THz-O-1
THz emission spectra produced by filamentation of single-color IR and UV laser pulses
A. Ionin1, O. Kosareva1,2, Y. Mityagin3, D. Mokrousova1, N. Panov1,2, G. Rizaev1, S. Savinov3, L. Seleznev1, D. Shipilo1,2
1P. N. Lebedev Physical Institute of the Russian Academy of Sciences, Division of Quantum Radiophysics, Moscow, Russian Federation
2Lomonosov Moscow State University, Faculty of Physics and International Laser Center, Moscow, Russian Federation
3P. N. Lebedev Physical Institute of the Russian Academy of Sciences, Division of Solid State Physics, Moscow, Russian Federation
We report on the observation of THz radiation spectra emitted by a single-color infrared (IR) and ultraviolet (UV) filaments. We use Ti: sapphire laser system pulse at the central wavelength of 740 nm and the third harmonic at 248 nm. The pulse duration is about 90 fs. The laser pulse is focused by the lens with the focal length of 7 cm. The THz radiation is directed to the Fourier interferometer and registered by superconducting NbN hot-electron bolometer. For both wavelengths the terahertz radiation is emitted into the cones. The maximum terahertz signal for the IR filament is stronger than for the UV one by more than an order of magnitude.

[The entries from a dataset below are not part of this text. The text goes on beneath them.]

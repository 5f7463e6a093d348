//! # Configuration Module
//!
//! Handles loading and validating configuration from TOML files.
//!
//! ```toml
//! [injection]
//! forward_target = "keyboard + mouse"
//!
//! [[devices]]
//! path = "/dev/input/event5"
//!
//! [[mappings]]
//! trigger = ["KEY_LEFTCTRL", "KEY_A"]
//! target = "keyboard"
//! output = "KEY_B"
//!
//! [[mappings]]
//! trigger = ["ABS_X"]
//! target = "mouse"
//! output = "REL_X"
//! rel_xy_speed = 40.0
//! ```

use serde::de::Error;
use serde::Deserialize;
use std::fs;
use std::path::Path;
use std::str::FromStr;

use evdev::RelativeAxisType;

use crate::error::{RemapError, Result};
use crate::event::Trigger;
use crate::handlers::axis_transform::TransformParams;

/// Main configuration structure
#[derive(Debug, Deserialize, Clone, Default)]
pub struct Config {
    #[serde(default)]
    pub injection: InjectionConfig,

    #[serde(default)]
    pub devices: Vec<DeviceConfig>,

    #[serde(default)]
    pub mappings: Vec<Mapping>,
}

/// Injection-wide settings
#[derive(Debug, Deserialize, Clone, Default)]
pub struct InjectionConfig {
    /// Virtual device that receives events no mapping handled.
    #[serde(default)]
    pub forward_target: Option<String>,
}

/// One physical source device, by path or by name
#[derive(Debug, Deserialize, Clone, Default)]
pub struct DeviceConfig {
    #[serde(default)]
    pub path: String,

    #[serde(default)]
    pub name: String,
}

/// One trigger and the effect it produces.
///
/// Handlers keep a shared read-only reference for their whole lifetime.
#[derive(Debug, Deserialize, Clone, PartialEq)]
pub struct Mapping {
    /// Symbolic inputs, terminal input last (e.g. `["KEY_LEFTCTRL", "KEY_A"]`).
    pub trigger: Vec<String>,

    /// Name of the virtual output device.
    #[serde(default = "default_target")]
    pub target: String,

    /// Output key (`KEY_B`), relative axis (`REL_X`) or macro (`tap(KEY_A).wait(20)`).
    pub output: String,

    #[serde(default = "default_deadzone")]
    pub deadzone: f64,

    #[serde(default = "default_gain")]
    pub gain: f64,

    #[serde(default = "default_expo")]
    pub expo: f64,

    /// Pointer update frequency in Hz.
    #[serde(default = "default_rel_rate")]
    pub rel_xy_rate: u32,

    /// Wheel update frequency in Hz.
    #[serde(default = "default_rel_rate")]
    pub rel_wheel_rate: u32,

    /// Pointer units per tick at full deflection.
    #[serde(default = "default_rel_xy_speed")]
    pub rel_xy_speed: f64,

    /// Wheel ticks per tick at full deflection.
    #[serde(default = "default_rel_wheel_speed")]
    pub rel_wheel_speed: f64,
}

// Default value functions
fn default_target() -> String { "keyboard".to_string() }

fn default_deadzone() -> f64 { 0.1 }
fn default_gain() -> f64 { 1.0 }
fn default_expo() -> f64 { 0.0 }

fn default_rel_rate() -> u32 { 60 }
fn default_rel_xy_speed() -> f64 { 30.0 }
fn default_rel_wheel_speed() -> f64 { 1.0 }

/// Highest update frequency accepted for relative output.
const MAX_REL_RATE: u32 = 1000;

impl Mapping {
    /// Creates a mapping with default transform, rate and speed parameters.
    ///
    /// # Examples
    ///
    /// ```
    /// use remapper::config::Mapping;
    ///
    /// let mapping = Mapping::new(&["ABS_Y"], "mouse", "REL_WHEEL");
    /// assert!(mapping.is_wheel_output());
    /// assert_eq!(mapping.rel_wheel_rate, 60);
    /// ```
    #[must_use]
    pub fn new(trigger: &[&str], target: &str, output: &str) -> Self {
        Self {
            trigger: trigger.iter().map(|s| (*s).to_string()).collect(),
            target: target.to_string(),
            output: output.to_string(),
            deadzone: default_deadzone(),
            gain: default_gain(),
            expo: default_expo(),
            rel_xy_rate: default_rel_rate(),
            rel_wheel_rate: default_rel_rate(),
            rel_xy_speed: default_rel_xy_speed(),
            rel_wheel_speed: default_rel_wheel_speed(),
        }
    }

    /// Parses the symbolic trigger.
    ///
    /// # Errors
    ///
    /// Returns `UnknownSymbol` or `InvalidMapping`.
    pub fn parse_trigger(&self) -> Result<Trigger> {
        Trigger::parse(&self.trigger)
    }

    /// Relative axis code of the output, if the output is a relative axis.
    #[must_use]
    pub fn output_rel_code(&self) -> Option<u16> {
        RelativeAxisType::from_str(self.output.trim()).ok().map(|axis| axis.0)
    }

    /// Whether the output is one of the (hi-res) wheel axes.
    #[must_use]
    pub fn is_wheel_output(&self) -> bool {
        matches!(
            self.output_rel_code().map(RelativeAxisType),
            Some(
                RelativeAxisType::REL_WHEEL
                    | RelativeAxisType::REL_HWHEEL
                    | RelativeAxisType::REL_WHEEL_HI_RES
                    | RelativeAxisType::REL_HWHEEL_HI_RES
            )
        )
    }

    #[must_use]
    pub fn transform_params(&self) -> TransformParams {
        TransformParams {
            deadzone: self.deadzone,
            expo: self.expo,
            gain: self.gain,
        }
    }

    /// Update frequency for this mapping's relative output.
    #[must_use]
    pub fn rel_rate(&self) -> u32 {
        if self.is_wheel_output() {
            self.rel_wheel_rate
        } else {
            self.rel_xy_rate
        }
    }

    /// Output units per tick at full deflection.
    #[must_use]
    pub fn rel_speed(&self) -> f64 {
        if self.is_wheel_output() {
            self.rel_wheel_speed
        } else {
            self.rel_xy_speed
        }
    }

    /// Validate mapping values
    ///
    /// # Errors
    ///
    /// Returns `InvalidMapping` if any value is out of its valid range
    pub fn validate(&self) -> Result<()> {
        if self.trigger.is_empty() {
            return Err(RemapError::InvalidMapping("trigger cannot be empty".to_string()));
        }

        if self.target.is_empty() {
            return Err(RemapError::InvalidMapping("target cannot be empty".to_string()));
        }

        if self.output.trim().is_empty() {
            return Err(RemapError::InvalidMapping("output cannot be empty".to_string()));
        }

        if !(0.0..1.0).contains(&self.deadzone) {
            return Err(RemapError::InvalidMapping(
                "deadzone must be at least 0.0 and below 1.0".to_string(),
            ));
        }

        if !(-1.0..=1.0).contains(&self.expo) {
            return Err(RemapError::InvalidMapping(
                "expo must be between -1.0 and 1.0".to_string(),
            ));
        }

        if !self.gain.is_finite() {
            return Err(RemapError::InvalidMapping("gain must be a finite number".to_string()));
        }

        for (name, value) in [("rel_xy_rate", self.rel_xy_rate), ("rel_wheel_rate", self.rel_wheel_rate)] {
            if value == 0 || value > MAX_REL_RATE {
                return Err(RemapError::InvalidMapping(format!(
                    "{} must be between 1 and {}",
                    name, MAX_REL_RATE
                )));
            }
        }

        for (name, value) in [("rel_xy_speed", self.rel_xy_speed), ("rel_wheel_speed", self.rel_wheel_speed)] {
            if !value.is_finite() || value <= 0.0 {
                return Err(RemapError::InvalidMapping(format!(
                    "{} must be greater than 0",
                    name
                )));
            }
        }

        Ok(())
    }
}

impl Config {
    /// Load configuration from a TOML file
    ///
    /// # Arguments
    ///
    /// * `path` - Path to the configuration file
    ///
    /// # Errors
    ///
    /// Returns error if:
    /// - File cannot be read
    /// - TOML parsing fails
    /// - Validation fails
    ///
    /// Individual mappings are validated later, when the handler graph is
    /// built, so one bad mapping does not prevent the others from loading.
    ///
    /// # Examples
    ///
    /// ```no_run
    /// use remapper::config::Config;
    ///
    /// let config = Config::load("config/default.toml")?;
    /// # Ok::<(), Box<dyn std::error::Error>>(())
    /// ```
    pub fn load<P: AsRef<Path>>(path: P) -> Result<Self> {
        let contents = fs::read_to_string(path)?;
        contents.parse()
    }

    /// Validate configuration values
    ///
    /// # Errors
    ///
    /// Returns error if any configuration value is out of valid range
    fn validate(&self) -> Result<()> {
        for device in &self.devices {
            if device.path.is_empty() && device.name.is_empty() {
                return Err(RemapError::Config(toml::de::Error::custom(
                    "each device needs a path or a name",
                )));
            }
        }

        if let Some(target) = &self.injection.forward_target {
            if target.is_empty() {
                return Err(RemapError::Config(toml::de::Error::custom(
                    "forward_target cannot be empty when set",
                )));
            }
        }

        Ok(())
    }
}

impl FromStr for Config {
    type Err = RemapError;

    fn from_str(contents: &str) -> Result<Self> {
        let config: Config = toml::from_str(contents)?;
        config.validate()?;
        Ok(config)
    }
}
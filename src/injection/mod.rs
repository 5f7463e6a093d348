//! # Injection Module
//!
//! Per-device event loop.
//!
//! This module handles:
//! - Building the handler graph for one source device
//! - Reading events in arrival order and delivering them to the graph
//! - Forwarding unhandled key and relative events to a passthrough device
//! - Releasing everything the handlers hold when the loop ends
//!
//! ## Usage
//!
//! ```no_run
//! use std::sync::Arc;
//! use remapper::config::Config;
//! use remapper::injection::{source::EvdevSource, Injector};
//! use remapper::output::{device, OutputMultiplexer};
//!
//! # async fn example() -> Result<(), Box<dyn std::error::Error>> {
//! let config = Config::load("remapper.toml")?;
//! let mappings: Vec<_> = config.mappings.into_iter().map(Arc::new).collect();
//! let (output, _task) = OutputMultiplexer::spawn(device::create_default_outputs()?);
//! let (_stop_tx, stop_rx) = tokio::sync::watch::channel(false);
//!
//! let mut source = EvdevSource::open("/dev/input/event5")?;
//! let injector = Injector::new("/dev/input/event5", mappings, output, None)?;
//! injector.run(&mut source, stop_rx).await?;
//! # Ok(())
//! # }
//! ```

pub mod source;

use std::io;
use std::sync::Arc;

use evdev::EventType;
use tokio::sync::watch;
use tracing::{debug, info, warn};

use crate::config::Mapping;
use crate::error::{RemapError, Result};
use crate::event::input::{EV_KEY, EV_REL};
use crate::event::InputEvent;
use crate::handlers::{build_graph, HandlerGraph};
use crate::output::{OutputEvent, OutputHandle};
use source::{EventSource, SourceDevice};

const EV_SYN: u16 = EventType::SYNCHRONIZATION.0;
const EV_MSC: u16 = EventType::MISC.0;

/// Outcome of waiting on the stop signal and the device at once.
enum Step {
    Stop,
    Event(io::Result<InputEvent>),
}

/// Remaps the events of one grabbed source device.
#[derive(Debug)]
pub struct Injector {
    device: String,
    mappings: Vec<Arc<Mapping>>,
    output: OutputHandle,
    forward_target: Option<String>,
}

impl Injector {
    /// # Errors
    ///
    /// Returns `UnknownTarget` if `forward_target` names no output device.
    pub fn new(
        device: impl Into<String>,
        mappings: Vec<Arc<Mapping>>,
        output: OutputHandle,
        forward_target: Option<String>,
    ) -> Result<Self> {
        if let Some(target) = &forward_target {
            if !output.has_target(target) {
                return Err(RemapError::UnknownTarget(target.clone()));
            }
        }

        Ok(Self {
            device: device.into(),
            mappings,
            output,
            forward_target,
        })
    }

    #[must_use]
    pub fn device(&self) -> &str {
        &self.device
    }

    /// Runs until `stop` turns true or the device fails.
    ///
    /// Every handler is reset on the way out, so no key stays pressed and no
    /// motion keeps running.
    ///
    /// # Errors
    ///
    /// - `DeviceLost` if reading from the source fails
    /// - `HandlerInvariant` if the handler graph cannot be assembled
    pub async fn run<S: EventSource>(&self, source: &mut S, mut stop: watch::Receiver<bool>) -> Result<()> {
        let mut graph = build_graph(&self.mappings, &self.output)?;
        if let Some(target) = &self.forward_target {
            graph.set_forward_target(target);
        }
        for rejected in graph.rejected() {
            warn!("{}: mapping {} not installed", self.device, rejected);
        }
        info!(
            "Injecting {} with {} handlers ({} mappings rejected)",
            self.device,
            graph.len(),
            graph.rejected().len()
        );

        loop {
            if *stop.borrow() {
                break;
            }

            let step = tokio::select! {
                biased;
                changed = stop.changed() => match changed {
                    Ok(()) => continue,
                    // sender gone, nobody can stop us any more
                    Err(_) => Step::Stop,
                },
                event = source.next_event() => Step::Event(event),
            };

            match step {
                Step::Stop => break,
                Step::Event(Ok(event)) => self.dispatch(&mut graph, &event, &*source),
                Step::Event(Err(e)) => {
                    graph.reset();
                    return Err(RemapError::DeviceLost {
                        device: self.device.clone(),
                        source: e,
                    });
                }
            }
        }

        info!("Stopping injection for {}", self.device);
        graph.reset();
        Ok(())
    }

    fn dispatch(&self, graph: &mut HandlerGraph, event: &InputEvent, source: &dyn SourceDevice) {
        if matches!(event.ev_type(), EV_SYN | EV_MSC) {
            return;
        }
        if graph.notify(event, source) {
            return;
        }

        let Some(target) = &self.forward_target else {
            return;
        };
        if matches!(event.ev_type(), EV_KEY | EV_REL) {
            let forwarded = OutputEvent::new(event.ev_type(), event.code(), event.value());
            if let Err(e) = self.output.write(target, forwarded) {
                warn!("Failed to forward event from {}: {}", self.device, e);
            }
        } else {
            debug!("Dropping unhandled event ({}, {})", event.ev_type(), event.code());
        }
    }
}

#[cfg(test)]
mod tests {
    use super::source::mocks::ScriptedSource;
    use super::*;
    use crate::output::device::mocks::RecordingOutput;
    use crate::output::device::VirtualOutput;
    use crate::output::OutputMultiplexer;
    use evdev::{AbsoluteAxisType, Key, RelativeAxisType};
    use std::collections::HashMap;

    struct Rig {
        keyboard: RecordingOutput,
        mouse: RecordingOutput,
        handle: OutputHandle,
    }

    fn rig() -> Rig {
        let keyboard = RecordingOutput::new();
        let mouse = RecordingOutput::new();
        let mut devices: HashMap<String, Box<dyn VirtualOutput>> = HashMap::new();
        devices.insert("keyboard".into(), Box::new(keyboard.clone()));
        devices.insert("mouse".into(), Box::new(mouse.clone()));
        let (handle, _task) = OutputMultiplexer::spawn(devices);
        Rig {
            keyboard,
            mouse,
            handle,
        }
    }

    /// Single-key mappings as `(trigger, target, output)`.
    fn mappings(list: &[(&str, &str, &str)]) -> Vec<Arc<Mapping>> {
        list.iter()
            .map(|(trigger, target, output)| Arc::new(Mapping::new(&[*trigger], target, output)))
            .collect()
    }

    async fn settle() {
        for _ in 0..5 {
            tokio::task::yield_now().await;
        }
    }

    /// Runs the injector over the whole script, then stops it.
    async fn run_script(injector: &Injector, source: &mut ScriptedSource) -> Result<()> {
        let (stop_tx, stop_rx) = watch::channel(false);
        let (result, ()) = tokio::join!(injector.run(source, stop_rx), async {
            settle().await;
            stop_tx.send(true).unwrap();
        });
        settle().await;
        result
    }

    fn key(k: Key, value: i32) -> InputEvent {
        InputEvent::key(k.code(), value)
    }

    fn syn() -> InputEvent {
        InputEvent::new(EV_SYN, 0, 0)
    }

    #[tokio::test]
    async fn test_mapped_key_is_not_forwarded() {
        let rig = rig();
        let injector = Injector::new(
            "test",
            mappings(&[("KEY_A", "keyboard", "KEY_B")]),
            rig.handle.clone(),
            Some("keyboard".into()),
        )
        .unwrap();
        let mut source = ScriptedSource::new(vec![key(Key::KEY_A, 1), syn(), key(Key::KEY_A, 0), syn()]);

        run_script(&injector, &mut source).await.unwrap();

        assert_eq!(rig.keyboard.values(EV_KEY, Key::KEY_B.code()), vec![1, 0]);
        assert!(rig.keyboard.values(EV_KEY, Key::KEY_A.code()).is_empty());
    }

    #[tokio::test]
    async fn test_forwarded_modifier_released_when_chord_fires() {
        let rig = rig();
        let chord = Arc::new(Mapping::new(&["KEY_LEFTCTRL", "KEY_A"], "keyboard", "KEY_B"));
        let injector = Injector::new("test", vec![chord], rig.handle.clone(), Some("keyboard".into())).unwrap();
        let mut source = ScriptedSource::new(vec![
            key(Key::KEY_LEFTCTRL, 1),
            syn(),
            key(Key::KEY_A, 1),
            syn(),
            key(Key::KEY_A, 0),
        ]);

        run_script(&injector, &mut source).await.unwrap();

        // Ctrl goes up before B goes down, so the result is a plain B
        assert_eq!(
            rig.keyboard.events(),
            vec![
                OutputEvent::key(Key::KEY_LEFTCTRL.code(), 1),
                OutputEvent::key(Key::KEY_LEFTCTRL.code(), 0),
                OutputEvent::key(Key::KEY_B.code(), 1),
                OutputEvent::key(Key::KEY_B.code(), 0),
            ]
        );
    }

    #[tokio::test]
    async fn test_unhandled_events_are_forwarded() {
        let rig = rig();
        let injector = Injector::new("test", vec![], rig.handle.clone(), Some("mouse".into())).unwrap();
        let rel_x = RelativeAxisType::REL_X.0;
        let mut source = ScriptedSource::new(vec![
            key(Key::BTN_LEFT, 1),
            InputEvent::rel(rel_x, 4),
            syn(),
            InputEvent::abs(AbsoluteAxisType::ABS_X.0, 100),
            key(Key::BTN_LEFT, 0),
        ]);

        run_script(&injector, &mut source).await.unwrap();

        // order is preserved, sync and absolute events are not forwarded
        let events = rig.mouse.events();
        assert_eq!(
            events,
            vec![
                OutputEvent::key(Key::BTN_LEFT.code(), 1),
                OutputEvent::rel(rel_x, 4),
                OutputEvent::key(Key::BTN_LEFT.code(), 0),
            ]
        );
    }

    #[tokio::test]
    async fn test_no_forward_target_drops_unhandled() {
        let rig = rig();
        let injector = Injector::new("test", vec![], rig.handle.clone(), None).unwrap();
        let mut source = ScriptedSource::new(vec![key(Key::KEY_Q, 1)]);

        run_script(&injector, &mut source).await.unwrap();
        assert!(rig.keyboard.events().is_empty());
        assert!(rig.mouse.events().is_empty());
    }

    #[tokio::test]
    async fn test_stop_releases_held_keys() {
        let rig = rig();
        let injector = Injector::new(
            "test",
            mappings(&[("KEY_A", "keyboard", "KEY_B")]),
            rig.handle.clone(),
            None,
        )
        .unwrap();
        let mut source = ScriptedSource::new(vec![key(Key::KEY_A, 1)]);

        run_script(&injector, &mut source).await.unwrap();
        assert_eq!(rig.keyboard.values(EV_KEY, Key::KEY_B.code()), vec![1, 0]);
    }

    #[tokio::test]
    async fn test_read_error_is_device_lost() {
        let rig = rig();
        let injector = Injector::new(
            "/dev/input/event9",
            mappings(&[("KEY_A", "keyboard", "KEY_B")]),
            rig.handle.clone(),
            None,
        )
        .unwrap();
        let mut source = ScriptedSource::new(vec![key(Key::KEY_A, 1)]).then_fail(io::ErrorKind::NotFound);
        let (_stop_tx, stop_rx) = watch::channel(false);

        let result = injector.run(&mut source, stop_rx).await;
        settle().await;

        assert!(matches!(result, Err(RemapError::DeviceLost { ref device, .. }) if device == "/dev/input/event9"));
        assert_eq!(rig.keyboard.values(EV_KEY, Key::KEY_B.code()), vec![1, 0]);
    }

    #[tokio::test]
    async fn test_already_stopped() {
        let rig = rig();
        let injector = Injector::new("test", vec![], rig.handle.clone(), Some("keyboard".into())).unwrap();
        let mut source = ScriptedSource::new(vec![key(Key::KEY_Q, 1)]);
        let (_stop_tx, stop_rx) = watch::channel(true);

        injector.run(&mut source, stop_rx).await.unwrap();
        settle().await;
        assert!(rig.keyboard.events().is_empty());
    }

    #[tokio::test]
    async fn test_dropped_stop_sender_ends_loop() {
        let rig = rig();
        let injector = Injector::new("test", vec![], rig.handle.clone(), None).unwrap();
        let mut source = ScriptedSource::new(vec![]);
        let (stop_tx, stop_rx) = watch::channel(false);
        drop(stop_tx);

        assert!(injector.run(&mut source, stop_rx).await.is_ok());
    }

    #[tokio::test]
    async fn test_unknown_forward_target() {
        let rig = rig();
        let result = Injector::new("test", vec![], rig.handle.clone(), Some("joystick".into()));
        assert!(matches!(result, Err(RemapError::UnknownTarget(_))));
    }

    #[tokio::test]
    async fn test_rejected_mappings_do_not_stop_the_loop() {
        let rig = rig();
        let injector = Injector::new(
            "test",
            mappings(&[
                ("KEY_A", "keyboard", "KEY_DOES_NOT_EXIST"),
                ("KEY_C", "keyboard", "KEY_D"),
            ]),
            rig.handle.clone(),
            None,
        )
        .unwrap();
        let mut source = ScriptedSource::new(vec![key(Key::KEY_C, 1), key(Key::KEY_C, 0)]);

        run_script(&injector, &mut source).await.unwrap();
        assert_eq!(rig.keyboard.values(EV_KEY, Key::KEY_D.code()), vec![1, 0]);
    }
}
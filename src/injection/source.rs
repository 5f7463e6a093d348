//! Trait abstraction for physical input devices to enable testing
//!
//! [`EvdevSource`] opens a `/dev/input/event*` node, grabs it so the rest of
//! the system no longer sees its events, and reads through evdev's tokio
//! event stream.

use std::collections::HashMap;
use std::io;
use std::path::Path;
use std::sync::Arc;

use async_trait::async_trait;
use evdev::{Device, EventStream};
use tracing::{debug, info};

use crate::error::{RemapError, Result};
use crate::event::InputEvent;
use crate::handlers::axis_transform::AxisRange;

/// Capability queries handlers may make about the device an event came from
#[cfg_attr(test, mockall::automock)]
pub trait SourceDevice {
    /// Range the device reports for an absolute axis
    fn abs_range(&self, code: u16) -> Option<AxisRange>;
}

/// A device events can be read from
#[async_trait]
pub trait EventSource: SourceDevice + Send {
    /// Identity used in logs and as the origin of events
    fn name(&self) -> &str;

    /// Wait for the next event
    async fn next_event(&mut self) -> io::Result<InputEvent>;
}

/// Grabbed evdev device
pub struct EvdevSource {
    stream: EventStream,
    path: Arc<str>,
    ranges: HashMap<u16, AxisRange>,
}

impl EvdevSource {
    /// Open and grab the device at `path`
    ///
    /// # Errors
    ///
    /// - `Io`: the device does not exist, permission is denied, or another
    ///   process holds the grab
    ///
    /// # Examples
    ///
    /// ```no_run
    /// use remapper::injection::source::EvdevSource;
    ///
    /// let source = EvdevSource::open("/dev/input/event5")?;
    /// # Ok::<(), Box<dyn std::error::Error>>(())
    /// ```
    pub fn open<P: AsRef<Path>>(path: P) -> Result<Self> {
        let path = path.as_ref();
        let device = Device::open(path)?;
        Self::from_device(device, &path.to_string_lossy())
    }

    /// Find the first device whose name is `name`, then open and grab it
    ///
    /// Devices are scanned in path order so the choice is deterministic when
    /// several identical devices are connected.
    ///
    /// # Errors
    ///
    /// - `DeviceNotFound`: no readable device has that name
    /// - `Io`: `/dev/input` cannot be read or the grab fails
    pub fn find(name: &str) -> Result<Self> {
        let mut entries: Vec<_> = std::fs::read_dir("/dev/input")?
            .collect::<std::result::Result<Vec<_>, _>>()?;
        entries.sort_by_key(|entry| entry.path());

        for entry in entries {
            let path = entry.path();
            let is_event_node = path
                .file_name()
                .map_or(false, |f| f.to_string_lossy().starts_with("event"));
            if !is_event_node {
                continue;
            }

            match Device::open(&path) {
                Ok(device) => {
                    debug!("Found input device: {} ({:?})", path.display(), device.name());
                    if device.name() == Some(name) {
                        return Self::from_device(device, &path.to_string_lossy());
                    }
                }
                Err(e) => {
                    // Permission denied or other errors - skip device
                    debug!("Could not open {}: {}", path.display(), e);
                }
            }
        }

        Err(RemapError::DeviceNotFound(name.to_string()))
    }

    fn from_device(mut device: Device, path: &str) -> Result<Self> {
        let mut ranges = HashMap::new();
        if let Some(axes) = device.supported_absolute_axes() {
            let state = device.get_abs_state()?;
            for axis in axes.iter() {
                let info = state[usize::from(axis.0)];
                ranges.insert(axis.0, AxisRange::new(info.minimum, info.maximum));
            }
        }

        device.grab()?;
        info!(
            "Grabbed input device {} ({})",
            path,
            device.name().unwrap_or("unnamed")
        );

        Ok(Self {
            stream: device.into_event_stream()?,
            path: Arc::from(path),
            ranges,
        })
    }
}

impl SourceDevice for EvdevSource {
    fn abs_range(&self, code: u16) -> Option<AxisRange> {
        self.ranges.get(&code).copied()
    }
}

#[async_trait]
impl EventSource for EvdevSource {
    fn name(&self) -> &str {
        &self.path
    }

    async fn next_event(&mut self) -> io::Result<InputEvent> {
        let event = self.stream.next_event().await?;
        Ok(InputEvent::from_evdev(&event, self.path.clone()))
    }
}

Observed terahertz radiation spectra are shown in Figs.1a and 1b for the IR and UV filaments, respectively.
In both IR and UV pulse cases, the spectra on the optical axis (angle is equal to zero) have their longer wavelength components enhanced as compared with the spectra of the pulses propagating in the off-axis direction. These off-axis spectra are similar to each other. At all the directions studied the terahertz radiation spectra for IR pulses are spread towards 5-6 THz in contrast to the spectra of the UV pulse which extend towards ~2.5 THz only.
Possible explanation to this phenomenon is that the IR filament is characterized by the higher intensity and plasma density as well as the smaller transverse size as compared to the UV filament. This results in the higher transverse gradient of intensity and plasma density in the IR filament. Therefore, the ponderomotive electron acceleration and photo current in the IR filament are higher than in the UV one. Consequently, the IR filament should deliver higher THz signal and larger spectral broadening than the UV filament. This is in agreement with our experimental observation.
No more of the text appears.